[Records provided]

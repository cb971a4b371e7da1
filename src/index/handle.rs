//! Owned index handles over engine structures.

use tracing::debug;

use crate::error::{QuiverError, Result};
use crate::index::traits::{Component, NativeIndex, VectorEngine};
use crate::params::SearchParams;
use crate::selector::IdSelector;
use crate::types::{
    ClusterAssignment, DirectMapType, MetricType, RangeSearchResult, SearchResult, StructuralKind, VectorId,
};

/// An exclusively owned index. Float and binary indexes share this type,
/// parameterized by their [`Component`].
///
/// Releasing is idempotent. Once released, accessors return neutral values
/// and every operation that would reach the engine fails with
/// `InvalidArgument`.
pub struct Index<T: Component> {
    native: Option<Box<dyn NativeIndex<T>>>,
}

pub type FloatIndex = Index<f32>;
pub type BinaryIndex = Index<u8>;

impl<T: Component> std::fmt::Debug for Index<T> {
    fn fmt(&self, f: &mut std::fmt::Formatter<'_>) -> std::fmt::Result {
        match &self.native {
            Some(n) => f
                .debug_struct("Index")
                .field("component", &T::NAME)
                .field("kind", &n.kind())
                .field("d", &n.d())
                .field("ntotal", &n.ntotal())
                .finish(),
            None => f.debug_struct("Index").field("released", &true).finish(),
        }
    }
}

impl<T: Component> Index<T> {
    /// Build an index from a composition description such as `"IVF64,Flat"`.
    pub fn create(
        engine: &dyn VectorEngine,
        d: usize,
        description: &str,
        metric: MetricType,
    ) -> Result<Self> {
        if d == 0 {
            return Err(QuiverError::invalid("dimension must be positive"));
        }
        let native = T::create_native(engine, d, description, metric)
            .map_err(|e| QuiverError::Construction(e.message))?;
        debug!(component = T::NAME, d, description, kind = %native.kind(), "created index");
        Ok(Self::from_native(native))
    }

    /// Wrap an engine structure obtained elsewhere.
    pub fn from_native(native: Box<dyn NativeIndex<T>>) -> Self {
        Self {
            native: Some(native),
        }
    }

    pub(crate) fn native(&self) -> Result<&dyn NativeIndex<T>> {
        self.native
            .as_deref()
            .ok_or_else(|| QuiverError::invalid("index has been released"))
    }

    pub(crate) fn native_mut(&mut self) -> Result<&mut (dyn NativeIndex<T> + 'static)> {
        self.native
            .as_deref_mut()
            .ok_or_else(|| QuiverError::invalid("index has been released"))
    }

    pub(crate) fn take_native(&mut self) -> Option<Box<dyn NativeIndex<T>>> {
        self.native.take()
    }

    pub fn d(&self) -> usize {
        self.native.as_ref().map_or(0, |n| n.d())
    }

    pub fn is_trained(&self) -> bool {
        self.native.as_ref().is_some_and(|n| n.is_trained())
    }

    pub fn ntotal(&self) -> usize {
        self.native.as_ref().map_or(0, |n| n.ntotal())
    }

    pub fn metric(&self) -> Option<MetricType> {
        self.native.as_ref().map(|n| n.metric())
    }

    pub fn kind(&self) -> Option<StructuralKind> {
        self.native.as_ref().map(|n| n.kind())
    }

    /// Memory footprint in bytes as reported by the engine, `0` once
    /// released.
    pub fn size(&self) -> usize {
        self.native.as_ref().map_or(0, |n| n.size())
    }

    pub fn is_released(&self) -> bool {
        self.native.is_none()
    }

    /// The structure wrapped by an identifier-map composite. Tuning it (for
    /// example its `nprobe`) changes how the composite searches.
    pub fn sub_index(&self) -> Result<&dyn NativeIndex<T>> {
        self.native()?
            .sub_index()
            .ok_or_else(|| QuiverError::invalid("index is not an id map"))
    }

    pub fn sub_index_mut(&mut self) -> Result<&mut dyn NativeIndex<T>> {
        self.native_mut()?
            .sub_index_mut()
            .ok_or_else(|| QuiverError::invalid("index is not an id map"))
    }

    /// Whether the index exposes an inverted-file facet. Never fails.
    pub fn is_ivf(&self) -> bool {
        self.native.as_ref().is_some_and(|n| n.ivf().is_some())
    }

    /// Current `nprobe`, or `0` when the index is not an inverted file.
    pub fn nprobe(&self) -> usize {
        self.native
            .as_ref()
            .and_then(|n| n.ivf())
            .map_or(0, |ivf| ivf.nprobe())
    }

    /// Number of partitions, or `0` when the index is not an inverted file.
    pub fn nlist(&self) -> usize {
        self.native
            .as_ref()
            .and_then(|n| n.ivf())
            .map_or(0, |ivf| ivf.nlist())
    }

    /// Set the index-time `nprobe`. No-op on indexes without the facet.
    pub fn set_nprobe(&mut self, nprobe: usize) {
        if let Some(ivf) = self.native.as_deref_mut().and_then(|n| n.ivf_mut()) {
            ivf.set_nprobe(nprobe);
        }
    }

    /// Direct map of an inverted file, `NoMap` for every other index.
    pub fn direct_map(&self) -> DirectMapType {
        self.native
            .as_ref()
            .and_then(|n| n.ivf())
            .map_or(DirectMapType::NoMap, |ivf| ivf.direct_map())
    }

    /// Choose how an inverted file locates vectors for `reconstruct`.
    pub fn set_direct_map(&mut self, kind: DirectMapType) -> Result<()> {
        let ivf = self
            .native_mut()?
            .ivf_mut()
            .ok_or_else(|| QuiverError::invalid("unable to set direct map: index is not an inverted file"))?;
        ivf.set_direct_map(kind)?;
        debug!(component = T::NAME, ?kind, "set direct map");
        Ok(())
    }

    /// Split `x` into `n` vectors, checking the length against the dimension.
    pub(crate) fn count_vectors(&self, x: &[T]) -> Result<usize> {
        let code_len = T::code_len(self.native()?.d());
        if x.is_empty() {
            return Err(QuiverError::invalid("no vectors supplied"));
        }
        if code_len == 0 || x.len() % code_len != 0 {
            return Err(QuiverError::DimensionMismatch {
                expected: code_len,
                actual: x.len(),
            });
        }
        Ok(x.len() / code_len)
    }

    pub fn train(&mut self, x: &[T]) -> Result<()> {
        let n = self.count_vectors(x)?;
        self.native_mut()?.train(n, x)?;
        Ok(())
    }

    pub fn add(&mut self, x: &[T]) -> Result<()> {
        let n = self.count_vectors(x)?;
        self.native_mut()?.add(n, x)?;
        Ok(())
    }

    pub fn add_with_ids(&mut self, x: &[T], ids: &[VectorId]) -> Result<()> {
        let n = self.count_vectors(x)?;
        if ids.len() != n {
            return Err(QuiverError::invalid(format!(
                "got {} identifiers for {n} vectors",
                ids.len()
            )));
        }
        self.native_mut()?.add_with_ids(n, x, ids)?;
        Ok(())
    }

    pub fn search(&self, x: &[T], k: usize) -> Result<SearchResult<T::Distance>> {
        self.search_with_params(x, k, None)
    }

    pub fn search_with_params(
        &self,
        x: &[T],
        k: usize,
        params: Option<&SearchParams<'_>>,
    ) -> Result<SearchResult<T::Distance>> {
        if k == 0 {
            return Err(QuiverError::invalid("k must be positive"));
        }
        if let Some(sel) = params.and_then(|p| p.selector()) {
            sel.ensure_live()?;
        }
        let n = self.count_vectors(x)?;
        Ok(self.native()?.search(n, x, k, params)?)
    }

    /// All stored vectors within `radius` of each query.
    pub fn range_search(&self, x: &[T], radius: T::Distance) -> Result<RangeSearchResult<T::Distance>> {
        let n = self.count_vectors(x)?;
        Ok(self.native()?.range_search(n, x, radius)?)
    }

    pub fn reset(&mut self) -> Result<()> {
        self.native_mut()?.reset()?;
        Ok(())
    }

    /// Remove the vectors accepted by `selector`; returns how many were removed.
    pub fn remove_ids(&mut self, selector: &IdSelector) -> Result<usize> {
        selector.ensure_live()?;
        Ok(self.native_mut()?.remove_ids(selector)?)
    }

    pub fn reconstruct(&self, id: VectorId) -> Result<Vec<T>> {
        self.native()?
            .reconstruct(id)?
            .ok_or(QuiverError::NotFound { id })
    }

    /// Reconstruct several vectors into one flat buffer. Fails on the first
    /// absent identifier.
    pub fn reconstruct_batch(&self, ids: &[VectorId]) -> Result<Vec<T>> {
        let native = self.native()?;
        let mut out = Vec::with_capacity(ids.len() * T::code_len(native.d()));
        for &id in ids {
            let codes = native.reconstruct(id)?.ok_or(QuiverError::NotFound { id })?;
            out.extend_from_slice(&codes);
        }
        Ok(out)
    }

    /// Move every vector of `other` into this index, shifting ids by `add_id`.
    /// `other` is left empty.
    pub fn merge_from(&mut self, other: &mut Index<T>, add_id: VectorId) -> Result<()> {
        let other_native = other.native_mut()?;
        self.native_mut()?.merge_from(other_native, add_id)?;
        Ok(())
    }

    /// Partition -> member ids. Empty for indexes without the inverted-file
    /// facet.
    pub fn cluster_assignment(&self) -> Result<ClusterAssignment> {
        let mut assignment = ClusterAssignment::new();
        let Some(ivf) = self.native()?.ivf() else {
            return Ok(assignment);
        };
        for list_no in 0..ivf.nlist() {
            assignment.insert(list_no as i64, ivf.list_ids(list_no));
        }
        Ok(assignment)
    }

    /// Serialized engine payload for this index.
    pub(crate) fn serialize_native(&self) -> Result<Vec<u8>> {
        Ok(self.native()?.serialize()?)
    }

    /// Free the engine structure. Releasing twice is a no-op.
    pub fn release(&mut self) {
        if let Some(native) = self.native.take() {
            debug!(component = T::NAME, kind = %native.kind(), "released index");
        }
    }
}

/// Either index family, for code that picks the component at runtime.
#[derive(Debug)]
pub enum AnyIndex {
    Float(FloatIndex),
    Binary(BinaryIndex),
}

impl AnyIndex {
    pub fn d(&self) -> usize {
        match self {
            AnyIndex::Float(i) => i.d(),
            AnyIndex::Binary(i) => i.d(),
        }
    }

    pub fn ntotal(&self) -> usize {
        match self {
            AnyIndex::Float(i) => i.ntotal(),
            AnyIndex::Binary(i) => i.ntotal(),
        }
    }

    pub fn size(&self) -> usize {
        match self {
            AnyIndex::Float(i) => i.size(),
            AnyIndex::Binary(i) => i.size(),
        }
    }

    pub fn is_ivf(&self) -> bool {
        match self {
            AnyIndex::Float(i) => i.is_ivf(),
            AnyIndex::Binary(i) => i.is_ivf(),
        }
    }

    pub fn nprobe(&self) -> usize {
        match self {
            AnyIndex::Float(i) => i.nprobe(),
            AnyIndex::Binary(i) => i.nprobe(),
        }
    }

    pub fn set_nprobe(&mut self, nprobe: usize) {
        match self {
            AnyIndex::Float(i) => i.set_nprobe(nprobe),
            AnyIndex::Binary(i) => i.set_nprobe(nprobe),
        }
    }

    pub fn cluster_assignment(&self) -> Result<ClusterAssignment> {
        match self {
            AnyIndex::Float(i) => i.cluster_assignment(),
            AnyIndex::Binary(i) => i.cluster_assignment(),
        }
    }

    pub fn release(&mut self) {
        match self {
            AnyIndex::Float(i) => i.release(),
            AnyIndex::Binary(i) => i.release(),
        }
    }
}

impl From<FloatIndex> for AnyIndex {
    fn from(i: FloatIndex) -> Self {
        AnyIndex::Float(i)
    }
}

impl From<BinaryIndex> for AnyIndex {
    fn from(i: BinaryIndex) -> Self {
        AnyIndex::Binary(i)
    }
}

[/Records provided]
[Records provided]

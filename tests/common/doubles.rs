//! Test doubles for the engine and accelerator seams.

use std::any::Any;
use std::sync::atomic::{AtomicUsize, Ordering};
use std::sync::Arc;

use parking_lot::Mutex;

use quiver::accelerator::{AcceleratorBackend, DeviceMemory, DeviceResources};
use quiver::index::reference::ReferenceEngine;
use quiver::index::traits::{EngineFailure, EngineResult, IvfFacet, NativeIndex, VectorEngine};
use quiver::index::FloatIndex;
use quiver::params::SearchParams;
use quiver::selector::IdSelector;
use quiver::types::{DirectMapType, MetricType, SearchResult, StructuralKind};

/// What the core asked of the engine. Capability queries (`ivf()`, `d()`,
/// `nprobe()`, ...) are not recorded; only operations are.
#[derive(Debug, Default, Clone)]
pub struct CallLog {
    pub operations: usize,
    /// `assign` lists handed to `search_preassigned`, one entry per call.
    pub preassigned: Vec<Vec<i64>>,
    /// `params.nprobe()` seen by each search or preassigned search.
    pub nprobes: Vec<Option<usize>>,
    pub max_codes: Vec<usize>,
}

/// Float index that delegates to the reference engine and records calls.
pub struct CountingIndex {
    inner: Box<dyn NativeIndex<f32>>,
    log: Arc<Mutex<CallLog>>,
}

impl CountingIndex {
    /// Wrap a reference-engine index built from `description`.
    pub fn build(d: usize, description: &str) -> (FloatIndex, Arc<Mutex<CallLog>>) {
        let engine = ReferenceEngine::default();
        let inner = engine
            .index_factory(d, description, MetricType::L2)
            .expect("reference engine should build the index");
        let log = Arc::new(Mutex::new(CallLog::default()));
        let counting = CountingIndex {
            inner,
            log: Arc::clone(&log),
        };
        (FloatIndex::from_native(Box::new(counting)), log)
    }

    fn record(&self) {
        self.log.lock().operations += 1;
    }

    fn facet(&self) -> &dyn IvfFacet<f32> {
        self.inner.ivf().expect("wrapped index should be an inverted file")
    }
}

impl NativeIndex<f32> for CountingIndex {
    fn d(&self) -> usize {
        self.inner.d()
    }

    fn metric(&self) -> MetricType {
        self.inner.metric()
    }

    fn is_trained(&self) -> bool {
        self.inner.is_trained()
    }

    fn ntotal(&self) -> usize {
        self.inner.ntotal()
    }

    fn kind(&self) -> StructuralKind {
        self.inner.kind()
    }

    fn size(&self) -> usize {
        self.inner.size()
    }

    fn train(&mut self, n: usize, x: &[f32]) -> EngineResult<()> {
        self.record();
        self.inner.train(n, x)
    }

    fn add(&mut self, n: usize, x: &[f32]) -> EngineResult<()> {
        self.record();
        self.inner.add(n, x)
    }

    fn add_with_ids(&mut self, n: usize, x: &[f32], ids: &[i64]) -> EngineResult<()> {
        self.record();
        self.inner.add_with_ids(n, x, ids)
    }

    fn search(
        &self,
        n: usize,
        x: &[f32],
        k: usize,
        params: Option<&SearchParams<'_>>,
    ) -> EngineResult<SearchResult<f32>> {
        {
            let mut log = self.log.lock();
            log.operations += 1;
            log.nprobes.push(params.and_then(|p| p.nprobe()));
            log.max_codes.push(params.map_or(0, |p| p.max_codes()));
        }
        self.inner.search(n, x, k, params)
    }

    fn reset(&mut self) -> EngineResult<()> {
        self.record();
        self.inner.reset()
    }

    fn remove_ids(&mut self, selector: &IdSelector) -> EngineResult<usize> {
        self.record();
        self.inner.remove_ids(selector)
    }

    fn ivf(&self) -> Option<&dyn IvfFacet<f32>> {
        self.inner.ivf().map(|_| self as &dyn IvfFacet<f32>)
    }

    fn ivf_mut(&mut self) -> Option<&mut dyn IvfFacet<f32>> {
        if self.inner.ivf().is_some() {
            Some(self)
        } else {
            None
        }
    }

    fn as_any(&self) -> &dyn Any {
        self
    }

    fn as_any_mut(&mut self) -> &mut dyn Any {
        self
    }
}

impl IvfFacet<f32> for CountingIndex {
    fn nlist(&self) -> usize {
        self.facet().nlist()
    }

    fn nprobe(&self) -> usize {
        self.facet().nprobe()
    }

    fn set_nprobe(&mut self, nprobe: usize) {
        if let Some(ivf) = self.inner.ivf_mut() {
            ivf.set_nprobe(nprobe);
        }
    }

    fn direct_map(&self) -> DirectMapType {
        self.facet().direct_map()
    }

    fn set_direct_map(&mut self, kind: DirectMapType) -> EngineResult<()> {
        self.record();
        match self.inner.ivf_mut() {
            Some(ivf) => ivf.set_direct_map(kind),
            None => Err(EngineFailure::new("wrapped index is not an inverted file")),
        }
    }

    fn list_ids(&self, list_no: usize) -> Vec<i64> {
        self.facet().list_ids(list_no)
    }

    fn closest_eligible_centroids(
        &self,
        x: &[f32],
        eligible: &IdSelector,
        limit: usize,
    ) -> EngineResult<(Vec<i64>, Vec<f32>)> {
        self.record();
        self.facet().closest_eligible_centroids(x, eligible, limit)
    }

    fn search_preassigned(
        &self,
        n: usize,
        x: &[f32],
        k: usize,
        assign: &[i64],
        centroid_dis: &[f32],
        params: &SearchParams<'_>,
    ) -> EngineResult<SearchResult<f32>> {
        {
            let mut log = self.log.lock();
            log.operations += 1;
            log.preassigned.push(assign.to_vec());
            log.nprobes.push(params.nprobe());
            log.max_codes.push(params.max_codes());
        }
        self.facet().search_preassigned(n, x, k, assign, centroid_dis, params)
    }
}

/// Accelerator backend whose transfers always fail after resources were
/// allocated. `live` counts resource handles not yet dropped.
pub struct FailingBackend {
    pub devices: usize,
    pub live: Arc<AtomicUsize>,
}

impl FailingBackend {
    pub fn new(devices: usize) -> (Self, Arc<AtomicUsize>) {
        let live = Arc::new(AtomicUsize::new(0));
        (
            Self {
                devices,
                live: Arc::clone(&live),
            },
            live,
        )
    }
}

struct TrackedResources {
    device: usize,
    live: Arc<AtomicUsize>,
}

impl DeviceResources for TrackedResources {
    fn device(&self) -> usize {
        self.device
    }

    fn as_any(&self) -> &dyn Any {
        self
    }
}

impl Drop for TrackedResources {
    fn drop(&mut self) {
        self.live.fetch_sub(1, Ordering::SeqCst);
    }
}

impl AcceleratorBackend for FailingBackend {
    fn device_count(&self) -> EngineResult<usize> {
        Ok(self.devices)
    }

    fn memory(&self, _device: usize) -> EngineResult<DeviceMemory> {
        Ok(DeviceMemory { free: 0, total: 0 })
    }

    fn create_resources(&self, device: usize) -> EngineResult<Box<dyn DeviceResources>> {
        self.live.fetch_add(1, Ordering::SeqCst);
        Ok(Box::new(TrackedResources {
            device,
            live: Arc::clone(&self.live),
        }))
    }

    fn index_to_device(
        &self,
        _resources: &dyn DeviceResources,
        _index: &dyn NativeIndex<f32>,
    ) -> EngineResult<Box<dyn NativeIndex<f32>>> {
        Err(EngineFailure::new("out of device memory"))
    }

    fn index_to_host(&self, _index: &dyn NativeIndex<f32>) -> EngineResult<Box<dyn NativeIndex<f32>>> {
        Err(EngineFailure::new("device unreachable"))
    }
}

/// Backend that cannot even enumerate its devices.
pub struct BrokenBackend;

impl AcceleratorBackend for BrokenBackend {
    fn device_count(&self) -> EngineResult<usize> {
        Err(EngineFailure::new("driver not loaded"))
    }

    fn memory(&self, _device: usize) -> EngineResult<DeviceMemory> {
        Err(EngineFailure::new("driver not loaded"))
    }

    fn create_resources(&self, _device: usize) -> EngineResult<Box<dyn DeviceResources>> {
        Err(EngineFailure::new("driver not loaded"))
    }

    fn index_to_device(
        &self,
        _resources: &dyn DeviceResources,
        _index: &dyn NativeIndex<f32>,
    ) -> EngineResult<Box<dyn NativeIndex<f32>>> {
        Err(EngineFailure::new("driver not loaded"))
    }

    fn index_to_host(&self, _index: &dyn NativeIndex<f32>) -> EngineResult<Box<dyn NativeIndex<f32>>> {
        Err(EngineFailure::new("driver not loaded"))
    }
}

[/Records provided]

Directions for this task: Copy out each line in the listing that has the word "nprobes".

Task result:
    pub nprobes: Vec<Option<usize>>,
            log.nprobes.push(params.and_then(|p| p.nprobe()));
            log.nprobes.push(params.nprobe());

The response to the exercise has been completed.